Task directions
A word-for-word transcript of every entry is required.
┌────────
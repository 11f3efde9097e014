//! Test server harness for E2E testing
//!
//! Provides `TestFaceServer` for spawning a real face service router on a
//! random port, wired to fixture keys and in-memory collaborators.

use crate::crypto_fixtures::fixture_key_store;
use crate::mocks::{MockFaceEmbedder, MockFaceIndex, MockIdentityBackend};
use face_service::config::Config;
use face_service::keys::KeyStore;
use face_service::routes::{self, AppState};
use face_service::tokens::{TokenIssuer, TokenVerifier};
use metrics_exporter_prometheus::PrometheusBuilder;
use std::collections::HashMap;
use std::net::SocketAddr;
use std::sync::Arc;
use tokio::task::JoinHandle;

/// Internal service key configured on every test server.
pub const TEST_INTERNAL_KEY: &str = "test-internal-service-key";

/// Registered test user returned by the default identity backend mock.
pub const TEST_USER_ID: &str = "user-0001";
pub const TEST_USER_EMAIL: &str = "ada@example.com";

/// Collaborators for a test server. Defaults: one live face, an empty
/// index, and a backend that creates `TEST_USER_ID`.
pub struct TestCollaborators {
    pub embedder: Arc<MockFaceEmbedder>,
    pub face_index: Arc<MockFaceIndex>,
    pub identity: Arc<MockIdentityBackend>,
}

impl Default for TestCollaborators {
    fn default() -> Self {
        Self {
            embedder: Arc::new(MockFaceEmbedder::single_live_face()),
            face_index: Arc::new(MockFaceIndex::empty()),
            identity: Arc::new(MockIdentityBackend::creating_user(
                TEST_USER_ID,
                TEST_USER_EMAIL,
            )),
        }
    }
}

/// Config accepted by `Config::from_vars`, pointing collaborators at
/// unroutable addresses (the mocks replace the real clients). Every test
/// client connects from 127.0.0.1, so the rate limit is off.
pub fn test_config() -> Result<Config, anyhow::Error> {
    test_config_with(&[])
}

/// `test_config` with some variables overridden.
pub fn test_config_with(overrides: &[(&str, &str)]) -> Result<Config, anyhow::Error> {
    let mut vars: HashMap<String, String> = [
        ("BIND_ADDRESS", "127.0.0.1:0"),
        ("INTERNAL_SERVICE_KEY", TEST_INTERNAL_KEY),
        ("API_URL", "http://identity.invalid"),
        ("QDRANT_ENDPOINT", "http://qdrant.invalid"),
        ("EMBEDDING_SERVICE_URL", "http://embedder.invalid"),
        ("ALLOWED_ORIGINS_DEV", "http://localhost:3000"),
        ("RATE_LIMIT_PER_MINUTE", "0"),
    ]
    .into_iter()
    .map(|(k, v)| (k.to_string(), v.to_string()))
    .collect();

    for (name, value) in overrides {
        vars.insert((*name).to_string(), (*value).to_string());
    }

    Ok(Config::from_vars(&vars)?)
}

/// Test harness for spawning the face service in E2E tests
///
/// # Example
/// ```rust,ignore
/// #[tokio::test]
/// async fn test_health() -> anyhow::Result<()> {
///     let server = TestFaceServer::spawn().await?;
///     let response = reqwest::get(format!("{}/health", server.url())).await?;
///     assert_eq!(response.status(), 200);
///     Ok(())
/// }
/// ```
pub struct TestFaceServer {
    addr: SocketAddr,
    state: Arc<AppState>,
    collaborators: TestCollaborators,
    _handle: JoinHandle<()>,
}

impl TestFaceServer {
    /// Spawn with default collaborators.
    pub async fn spawn() -> Result<Self, anyhow::Error> {
        Self::spawn_with(TestCollaborators::default()).await
    }

    /// Spawn with the given collaborators.
    pub async fn spawn_with(collaborators: TestCollaborators) -> Result<Self, anyhow::Error> {
        Self::spawn_with_config(test_config()?, collaborators).await
    }

    /// Spawn with an explicit config and collaborators.
    ///
    /// The server will:
    /// - Bind to a random available port (127.0.0.1:0)
    /// - Sign with fixture keys (no rotation unless the test rotates)
    /// - Start the HTTP server in the background
    pub async fn spawn_with_config(
        config: Config,
        collaborators: TestCollaborators,
    ) -> Result<Self, anyhow::Error> {
        let key_store = fixture_key_store()?;

        let state = Arc::new(AppState::new(
            config,
            key_store,
            collaborators.embedder.clone(),
            collaborators.face_index.clone(),
            collaborators.identity.clone(),
        )?);

        // A standalone recorder: installing a global one would fail on the
        // second server in the same test binary.
        let metrics_handle = PrometheusBuilder::new().build_recorder().handle();

        let app = routes::build_routes(state.clone(), metrics_handle);

        let listener = tokio::net::TcpListener::bind("127.0.0.1:0")
            .await
            .map_err(|e| anyhow::anyhow!("Failed to bind test server: {}", e))?;

        let addr = listener
            .local_addr()
            .map_err(|e| anyhow::anyhow!("Failed to get local address: {}", e))?;

        let handle = tokio::spawn(async move {
            let service = app.into_make_service_with_connect_info::<SocketAddr>();
            if let Err(e) = axum::serve(listener, service).await {
                eprintln!("Test server error: {}", e);
            }
        });

        Ok(Self {
            addr,
            state,
            collaborators,
            _handle: handle,
        })
    }

    /// Get the base URL of the test server
    pub fn url(&self) -> String {
        format!("http://{}", self.addr)
    }

    pub fn addr(&self) -> SocketAddr {
        self.addr
    }

    pub fn key_store(&self) -> &Arc<KeyStore> {
        &self.state.key_store
    }

    pub fn issuer(&self) -> &TokenIssuer {
        &self.state.issuer
    }

    pub fn verifier(&self) -> &TokenVerifier {
        &self.state.verifier
    }

    pub fn embedder(&self) -> &MockFaceEmbedder {
        &self.collaborators.embedder
    }

    pub fn face_index(&self) -> &MockFaceIndex {
        &self.collaborators.face_index
    }

    pub fn identity(&self) -> &MockIdentityBackend {
        &self.collaborators.identity
    }

    /// Client request builder with the internal key already attached.
    pub fn internal_get(&self, client: &reqwest::Client, path: &str) -> reqwest::RequestBuilder {
        client
            .get(format!("{}{path}", self.url()))
            .header("X-Internal-Key", TEST_INTERNAL_KEY)
    }
}

impl Drop for TestFaceServer {
    fn drop(&mut self) {
        // Abort the server task so the port is released when the test ends.
        self._handle.abort();
    }
}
└────────
Response box
repository 11f3efde9097e014
//! Test server harness for E2E testing
//!
//! Provides `TestFaceServer` for spawning a real face service router on a
//! random port, wired to fixture keys and in-memory collaborators.

use crate::crypto_fixtures::fixture_key_store;
use crate::mocks::{MockFaceEmbedder, MockFaceIndex, MockIdentityBackend};
use face_service::config::Config;
use face_service::keys::KeyStore;
use face_service::routes::{self, AppState};
use face_service::tokens::{TokenIssuer, TokenVerifier};
use metrics_exporter_prometheus::PrometheusBuilder;
use std::collections::HashMap;
use std::net::SocketAddr;
use std::sync::Arc;
use tokio::task::JoinHandle;

/// Internal service key configured on every test server.
pub const TEST_INTERNAL_KEY: &str = "test-internal-service-key";

/// Registered test user returned by the default identity backend mock.
pub const TEST_USER_ID: &str = "user-0001";
pub const TEST_USER_EMAIL: &str = "ada@example.com";

/// Collaborators for a test server. Defaults: one live face, an empty
/// index, and a backend that creates `TEST_USER_ID`.
pub struct TestCollaborators {
    pub embedder: Arc<MockFaceEmbedder>,
    pub face_index: Arc<MockFaceIndex>,
    pub identity: Arc<MockIdentityBackend>,
}

impl Default for TestCollaborators {
    fn default() -> Self {
        Self {
            embedder: Arc::new(MockFaceEmbedder::single_live_face()),
            face_index: Arc::new(MockFaceIndex::empty()),
            identity: Arc::new(MockIdentityBackend::creating_user(
                TEST_USER_ID,
                TEST_USER_EMAIL,
            )),
        }
    }
}

/// Config accepted by `Config::from_vars`, pointing collaborators at
/// unroutable addresses (the mocks replace the real clients). Every test
/// client connects from 127.0.0.1, so the rate limit is off.
pub fn test_config() -> Result<Config, anyhow::Error> {
    test_config_with(&[])
}

/// `test_config` with some variables overridden.
pub fn test_config_with(overrides: &[(&str, &str)]) -> Result<Config, anyhow::Error> {
    let mut vars: HashMap<String, String> = [
        ("BIND_ADDRESS", "127.0.0.1:0"),
        ("INTERNAL_SERVICE_KEY", TEST_INTERNAL_KEY),
        ("API_URL", "http://identity.invalid"),
        ("QDRANT_ENDPOINT", "http://qdrant.invalid"),
        ("EMBEDDING_SERVICE_URL", "http://embedder.invalid"),
        ("ALLOWED_ORIGINS_DEV", "http://localhost:3000"),
        ("RATE_LIMIT_PER_MINUTE", "0"),
    ]
    .into_iter()
    .map(|(k, v)| (k.to_string(), v.to_string()))
    .collect();

    for (name, value) in overrides {
        vars.insert((*name).to_string(), (*value).to_string());
    }

    Ok(Config::from_vars(&vars)?)
}

/// Test harness for spawning the face service in E2E tests
///
/// # Example
/// ```rust,ignore
/// #[tokio::test]
/// async fn test_health() -> anyhow::Result<()> {
///     let server = TestFaceServer::spawn().await?;
///     let response = reqwest::get(format!("{}/health", server.url())).await?;
///     assert_eq!(response.status(), 200);
///     Ok(())
/// }
/// ```
pub struct TestFaceServer {
    addr: SocketAddr,
    state: Arc<AppState>,
    collaborators: TestCollaborators,
    _handle: JoinHandle<()>,
}

impl TestFaceServer {
    /// Spawn with default collaborators.
    pub async fn spawn() -> Result<Self, anyhow::Error> {
        Self::spawn_with(TestCollaborators::default()).await
    }

    /// Spawn with the given collaborators.
    pub async fn spawn_with(collaborators: TestCollaborators) -> Result<Self, anyhow::Error> {
        Self::spawn_with_config(test_config()?, collaborators).await
    }

    /// Spawn with an explicit config and collaborators.
    ///
    /// The server will:
    /// - Bind to a random available port (127.0.0.1:0)
    /// - Sign with fixture keys (no rotation unless the test rotates)
    /// - Start the HTTP server in the background
    pub async fn spawn_with_config(
        config: Config,
        collaborators: TestCollaborators,
    ) -> Result<Self, anyhow::Error> {
        let key_store = fixture_key_store()?;

        let state = Arc::new(AppState::new(
            config,
            key_store,
            collaborators.embedder.clone(),
            collaborators.face_index.clone(),
            collaborators.identity.clone(),
        )?);

        // A standalone recorder: installing a global one would fail on the
        // second server in the same test binary.
        let metrics_handle = PrometheusBuilder::new().build_recorder().handle();

        let app = routes::build_routes(state.clone(), metrics_handle);

        let listener = tokio::net::TcpListener::bind("127.0.0.1:0")
            .await
            .map_err(|e| anyhow::anyhow!("Failed to bind test server: {}", e))?;

        let addr = listener
            .local_addr()
            .map_err(|e| anyhow::anyhow!("Failed to get local address: {}", e))?;

        let handle = tokio::spawn(async move {
            let service = app.into_make_service_with_connect_info::<SocketAddr>();
            if let Err(e) = axum::serve(listener, service).await {
                eprintln!("Test server error: {}", e);
            }
        });

        Ok(Self {
            addr,
            state,
            collaborators,
            _handle: handle,
        })
    }

    /// Get the base URL of the test server
    pub fn url(&self) -> String {
        format!("http://{}", self.addr)
    }

    pub fn addr(&self) -> SocketAddr {
        self.addr
    }

    pub fn key_store(&self) -> &Arc<KeyStore> {
        &self.state.key_store
    }

    pub fn issuer(&self) -> &TokenIssuer {
        &self.state.issuer
    }

    pub fn verifier(&self) -> &TokenVerifier {
        &self.state.verifier
    }

    pub fn embedder(&self) -> &MockFaceEmbedder {
        &self.collaborators.embedder
    }

    pub fn face_index(&self) -> &MockFaceIndex {
        &self.collaborators.face_index
    }

    pub fn identity(&self) -> &MockIdentityBackend {
        &self.collaborators.identity
    }

    /// Client request builder with the internal key already attached.
    pub fn internal_get(&self, client: &reqwest::Client, path: &str) -> reqwest::RequestBuilder {
        client
            .get(format!("{}{path}", self.url()))
            .header("X-Internal-Key", TEST_INTERNAL_KEY)
    }
}

impl Drop for TestFaceServer {
    fn drop(&mut self) {
        // Abort the server task so the port is released when the test ends.
        self._handle.abort();
    }
}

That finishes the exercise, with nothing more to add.